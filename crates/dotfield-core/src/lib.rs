//! Core types shared by the dotfield crates.

use ratatui::style::Color;
use serde::{Deserialize, Serialize};

/// An opaque RGB color.
#[derive(Debug, Clone, Copy, PartialEq, Eq)]
pub struct Rgb {
    pub r: u8,
    pub g: u8,
    pub b: u8,
}

impl Rgb {
    pub const BLACK: Rgb = Rgb::new(0, 0, 0);
    pub const WHITE: Rgb = Rgb::new(255, 255, 255);

    /// Construct a color from its channels.
    pub const fn new(r: u8, g: u8, b: u8) -> Self {
        Self { r, g, b }
    }

    /// Construct a color from a `0xRRGGBB` literal.
    pub const fn hex(value: u32) -> Self {
        Self {
            r: ((value >> 16) & 0xff) as u8,
            g: ((value >> 8) & 0xff) as u8,
            b: (value & 0xff) as u8,
        }
    }

    /// Linear interpolation between two colors, `t` clamped to 0..=1.
    pub fn lerp(self, other: Rgb, t: f32) -> Rgb {
        let t = t.clamp(0.0, 1.0);
        let mix = |a: u8, b: u8| (a as f32 + (b as f32 - a as f32) * t).round() as u8;
        Rgb::new(mix(self.r, other.r), mix(self.g, other.g), mix(self.b, other.b))
    }

    /// Channels as floats in 0.0..=1.0.
    pub fn to_unit(self) -> [f32; 3] {
        [
            self.r as f32 / 255.0,
            self.g as f32 / 255.0,
            self.b as f32 / 255.0,
        ]
    }

    /// Build a color from floats in 0.0..=1.0.
    pub fn from_unit(channels: [f32; 3]) -> Rgb {
        let to_u8 = |c: f32| (c.clamp(0.0, 1.0) * 255.0).round() as u8;
        Rgb::new(to_u8(channels[0]), to_u8(channels[1]), to_u8(channels[2]))
    }

    /// Convert to a Ratatui color.
    pub fn color(self) -> Color {
        Color::Rgb(self.r, self.g, self.b)
    }
}

/// A color with a straight (non-premultiplied) alpha channel.
#[derive(Debug, Clone, Copy, PartialEq)]
pub struct Rgba {
    pub rgb: Rgb,
    pub alpha: f32,
}

impl Rgba {
    pub const fn new(rgb: Rgb, alpha: f32) -> Self {
        Self { rgb, alpha }
    }
}

/// Color theme supplied by the host.
#[derive(Debug, Clone, Copy, Default, PartialEq, Eq, Serialize, Deserialize)]
#[serde(rename_all = "lowercase")]
pub enum Theme {
    Light,
    #[default]
    Dark,
}

impl Theme {
    /// Switch between light and dark.
    pub fn toggle(self) -> Self {
        match self {
            Theme::Light => Theme::Dark,
            Theme::Dark => Theme::Light,
        }
    }

    /// Gradient endpoints, top-left to bottom-right.
    pub fn gradient(self) -> (Rgb, Rgb) {
        match self {
            // blue-300 -> purple-400
            Theme::Dark => (Rgb::hex(0x93c5fd), Rgb::hex(0xc084fc)),
            // blue-600 -> purple-800
            Theme::Light => (Rgb::hex(0x2563eb), Rgb::hex(0x6b21a8)),
        }
    }

    /// Flat color for dots with little wave energy.
    pub fn base_dot(self) -> Rgba {
        match self {
            Theme::Dark => Rgba::new(Rgb::WHITE, 0.15),
            Theme::Light => Rgba::new(Rgb::BLACK, 0.12),
        }
    }

    /// Color the surface is assumed to sit on.
    pub fn backdrop(self) -> Rgb {
        match self {
            Theme::Dark => Rgb::BLACK,
            Theme::Light => Rgb::WHITE,
        }
    }

    /// Accent used for UI text drawn over the field.
    pub fn accent(self) -> Color {
        self.gradient().0.color()
    }
}

/// Whether the pointer pulls dots in or pushes them away.
#[derive(Debug, Clone, Copy, Default, PartialEq, Eq, Serialize, Deserialize)]
#[serde(rename_all = "lowercase")]
pub enum PointerPolicy {
    #[default]
    Attract,
    Repel,
}

impl PointerPolicy {
    /// Sign applied to the origin-to-pointer direction.
    pub fn sign(self) -> f32 {
        match self {
            PointerPolicy::Attract => 1.0,
            PointerPolicy::Repel => -1.0,
        }
    }
}

/// Falloff applied to the normalized pointer force.
#[derive(Debug, Clone, Copy, Default, PartialEq, Eq, Serialize, Deserialize)]
#[serde(rename_all = "kebab-case")]
pub enum EaseCurve {
    Linear,
    EaseOutQuad,
    #[default]
    EaseOutCubic,
}

impl EaseCurve {
    /// Evaluate the curve at `f`, clamped to 0..=1.
    pub fn apply(self, f: f32) -> f32 {
        let f = f.clamp(0.0, 1.0);
        match self {
            EaseCurve::Linear => f,
            EaseCurve::EaseOutQuad => 1.0 - (1.0 - f).powi(2),
            EaseCurve::EaseOutCubic => 1.0 - (1.0 - f).powi(3),
        }
    }
}

/// Perpendicular motion added near the pointer.
#[derive(Debug, Clone, Copy, Default, PartialEq, Eq, Serialize, Deserialize)]
#[serde(rename_all = "lowercase")]
pub enum SwirlStyle {
    Off,
    /// Oscillates at twice the clock rate.
    #[default]
    Orbital,
    /// Oscillates with the clock.
    Plain,
}

impl SwirlStyle {
    /// Oscillation factor at `time`, in -1..=1.
    pub fn oscillation(self, time: f64) -> f32 {
        match self {
            SwirlStyle::Off => 0.0,
            SwirlStyle::Orbital => (time * 2.0).sin() as f32,
            SwirlStyle::Plain => time.sin() as f32,
        }
    }
}

/// Tunables of the dot field.
#[derive(Debug, Clone, Copy, PartialEq)]
pub struct FieldSettings {
    /// Clock advance per frame before scaling.
    pub time_step: f32,
    /// Multiplier on `time_step`.
    pub wave_speed_scale: f32,
    /// Smoothing factor toward the target, 0..=1.
    pub damping: f32,
    pub pointer_policy: PointerPolicy,
    pub ease_curve: EaseCurve,
    pub swirl: SwirlStyle,
    /// Peak swirl displacement in surface units.
    pub swirl_strength: f32,
    /// Global size/opacity pulse.
    pub breathing: bool,
    /// Distance between grid origins in surface units.
    pub spacing: f32,
    pub influence_radius: f32,
    /// Peak pull (or push) displacement in surface units.
    pub pull_strength: f32,
    /// Cap on the total pointer displacement.
    pub max_displacement: f32,
}

impl FieldSettings {
    /// Clock advance per frame.
    pub fn clock_step(&self) -> f32 {
        self.time_step * self.wave_speed_scale
    }
}

impl Default for FieldSettings {
    fn default() -> Self {
        Profile::default().settings()
    }
}

/// Named presets for [`FieldSettings`].
#[derive(Debug, Clone, Copy, Default, PartialEq, Eq, Serialize, Deserialize)]
#[serde(rename_all = "lowercase")]
pub enum Profile {
    /// Calm waves, breathing, magnetic pull with orbital swirl.
    #[default]
    Drift,
    /// Faster waves, no breathing, dots pushed away from the pointer.
    Ripple,
}

impl Profile {
    /// Cycle to the next profile.
    pub fn next(self) -> Self {
        match self {
            Profile::Drift => Profile::Ripple,
            Profile::Ripple => Profile::Drift,
        }
    }

    /// Display name.
    pub fn name(self) -> &'static str {
        match self {
            Profile::Drift => "drift",
            Profile::Ripple => "ripple",
        }
    }

    /// Settings for this profile.
    pub fn settings(self) -> FieldSettings {
        match self {
            Profile::Drift => FieldSettings {
                time_step: 0.015,
                wave_speed_scale: 1.0,
                damping: 0.1,
                pointer_policy: PointerPolicy::Attract,
                ease_curve: EaseCurve::EaseOutCubic,
                swirl: SwirlStyle::Orbital,
                swirl_strength: 8.0,
                breathing: true,
                spacing: 40.0,
                influence_radius: 200.0,
                pull_strength: 30.0,
                max_displacement: 40.0,
            },
            Profile::Ripple => FieldSettings {
                time_step: 0.015,
                wave_speed_scale: 2.0,
                damping: 0.1,
                pointer_policy: PointerPolicy::Repel,
                ease_curve: EaseCurve::EaseOutCubic,
                swirl: SwirlStyle::Plain,
                swirl_strength: 6.0,
                breathing: false,
                spacing: 40.0,
                influence_radius: 150.0,
                pull_strength: 40.0,
                max_displacement: 40.0,
            },
        }
    }
}

/// Size of the drawing surface in surface units.
#[derive(Debug, Clone, Copy, Default, PartialEq)]
pub struct SurfaceSize {
    pub width: f32,
    pub height: f32,
}

impl SurfaceSize {
    pub const fn new(width: f32, height: f32) -> Self {
        Self { width, height }
    }
}

/// Surface units covered by one terminal cell.
#[derive(Debug, Clone, Copy, PartialEq, Serialize, Deserialize)]
#[serde(default)]
pub struct CellMetrics {
    pub cell_width: f32,
    pub cell_height: f32,
}

impl Default for CellMetrics {
    fn default() -> Self {
        Self {
            cell_width: 10.0,
            cell_height: 20.0,
        }
    }
}

impl CellMetrics {
    /// Surface size for a terminal of `cols × rows` cells.
    pub fn surface_size(&self, cols: u16, rows: u16) -> SurfaceSize {
        SurfaceSize::new(
            cols as f32 * self.cell_width,
            rows as f32 * self.cell_height,
        )
    }

    /// Center of cell `(col, row)` in surface units.
    pub fn cell_center(&self, col: u16, row: u16) -> (f32, f32) {
        (
            (col as f32 + 0.5) * self.cell_width,
            (row as f32 + 0.5) * self.cell_height,
        )
    }
}

#[cfg(test)]
mod tests {
    use super::*;

    #[test]
    fn test_theme_toggle() {
        assert_eq!(Theme::Dark.toggle(), Theme::Light);
        assert_eq!(Theme::Light.toggle(), Theme::Dark);
        assert_eq!(Theme::default(), Theme::Dark);
    }

    #[test]
    fn test_theme_palette() {
        assert_eq!(Theme::Dark.gradient().0, Rgb::new(0x93, 0xc5, 0xfd));
        assert_eq!(Theme::Light.gradient().1, Rgb::new(0x6b, 0x21, 0xa8));
        assert_eq!(Theme::Dark.base_dot().alpha, 0.15);
        assert_eq!(Theme::Light.base_dot().rgb, Rgb::BLACK);
    }

    #[test]
    fn test_ease_curves() {
        for curve in [EaseCurve::Linear, EaseCurve::EaseOutQuad, EaseCurve::EaseOutCubic] {
            assert_eq!(curve.apply(0.0), 0.0);
            assert_eq!(curve.apply(1.0), 1.0);
            assert_eq!(curve.apply(2.0), 1.0);
        }
        assert!((EaseCurve::EaseOutCubic.apply(0.5) - 0.875).abs() < 1e-6);
        assert!((EaseCurve::EaseOutQuad.apply(0.5) - 0.75).abs() < 1e-6);
    }

    #[test]
    fn test_rgb_lerp() {
        let a = Rgb::new(0, 100, 200);
        let b = Rgb::new(100, 200, 0);
        assert_eq!(a.lerp(b, 0.0), a);
        assert_eq!(a.lerp(b, 1.0), b);
        assert_eq!(a.lerp(b, 0.5), Rgb::new(50, 150, 100));
        assert_eq!(a.lerp(b, -3.0), a);
    }

    #[test]
    fn test_profiles() {
        let drift = Profile::Drift.settings();
        assert!(drift.breathing);
        assert_eq!(drift.pointer_policy, PointerPolicy::Attract);
        assert_eq!(drift.swirl, SwirlStyle::Orbital);
        assert_eq!(drift.clock_step(), 0.015);

        let ripple = Profile::Ripple.settings();
        assert!(!ripple.breathing);
        assert_eq!(ripple.pointer_policy, PointerPolicy::Repel);
        assert_eq!(ripple.clock_step(), 0.03);

        assert_eq!(Profile::Drift.next().next(), Profile::Drift);
        assert_eq!(FieldSettings::default(), drift);
    }

    #[test]
    fn test_swirl_oscillation() {
        assert_eq!(SwirlStyle::Off.oscillation(1.3), 0.0);
        assert_eq!(SwirlStyle::Orbital.oscillation(0.0), 0.0);
        assert!((SwirlStyle::Plain.oscillation(std::f64::consts::FRAC_PI_2) - 1.0).abs() < 1e-6);
    }

    #[test]
    fn test_cell_metrics() {
        let metrics = CellMetrics::default();
        assert_eq!(metrics.surface_size(80, 30), SurfaceSize::new(800.0, 600.0));
        assert_eq!(metrics.cell_center(0, 0), (5.0, 10.0));
    }
}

****************************************

WORK INSTRUCTION :: Across the whole listing above, find every line with the string "dotfield" and copy it.

REPLY TO THE EXERCISE ::
filename crates/dotfield-core/src/lib.rs
//! Core types shared by the dotfield crates.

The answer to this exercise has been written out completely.